Assignment => What lines in the records include the string "router"? Return each one.

Available data =>
+++
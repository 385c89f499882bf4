//! Storefront Example - listing, detail and cart on an in-memory document
//!
//! Walks the shop the way a visitor would:
//! - opens the listing and sorts it by price
//! - follows the first product link to its detail page
//! - adds two of it to the cart
//! - opens the cart and prints the final markup
//!
//! The cart is written to a temporary directory, so a second run of the
//! app over the same directory would start with it filled.
//!
//! Run with: cargo run --example storefront

use std::rc::Rc;

use spark_shop::app::format_price;
use spark_shop::{
    logging, App, FileStorage, NodeId, RenderError, ShopConfig, ShopError, StaticCatalog,
    StorageError,
};

fn main() -> Result<(), ShopError> {
    logging::init("spark_shop=info");

    let dir = tempfile::tempdir().map_err(|err| StorageError::Io(std::env::temp_dir(), err))?;
    let storage = Rc::new(FileStorage::open(dir.path())?);
    let api = Rc::new(StaticCatalog::sample(48));

    let app = App::new(ShopConfig::default(), api, storage, "/")?;
    app.start()?;

    println!("=== spark-shop Storefront Example ===\n");

    let doc = app.document();
    let cards = doc.find_all(app.root(), ".product-card")?;
    println!("Listing shows {} products", cards.len());

    if let Some(sort) = doc.find(app.root(), "#sort-select")? {
        doc.change(sort, "price_desc")?;
        app.settle();
        println!("Sorted by price, URL is now {}", app.router().location());
    }

    let link = first(&app, ".product-card .product-link")?;
    doc.click(link);
    app.settle();
    println!("Opened {}", app.router().location());

    let title = first(&app, ".product-detail .product-title")?;
    println!("  title: {}", doc.text_content(title));

    let increase = first(&app, "#quantity-increase")?;
    doc.click(increase);
    app.settle();
    let add = first(&app, "#add-to-cart-btn")?;
    doc.click(add);
    app.settle();

    app.navigate("/cart");
    println!("\nCart:");
    for entry in app.cart().entries() {
        println!(
            "  {} x{} = {}",
            entry.title,
            entry.quantity,
            format_price(entry.subtotal())
        );
    }
    println!("  total: {}", format_price(app.cart().total_price()));

    println!("\n--- markup ---\n{}", app.html());

    app.stop();
    Ok(())
}

fn first(app: &App, css: &str) -> Result<NodeId, ShopError> {
    app.document()
        .find(app.root(), css)?
        .ok_or_else(|| RenderError::template("storefront", format!("nothing matches `{css}`")).into())
}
+++
Reply =>
        println!("Sorted by price, URL is now {}", app.router().location());
    println!("Opened {}", app.router().location());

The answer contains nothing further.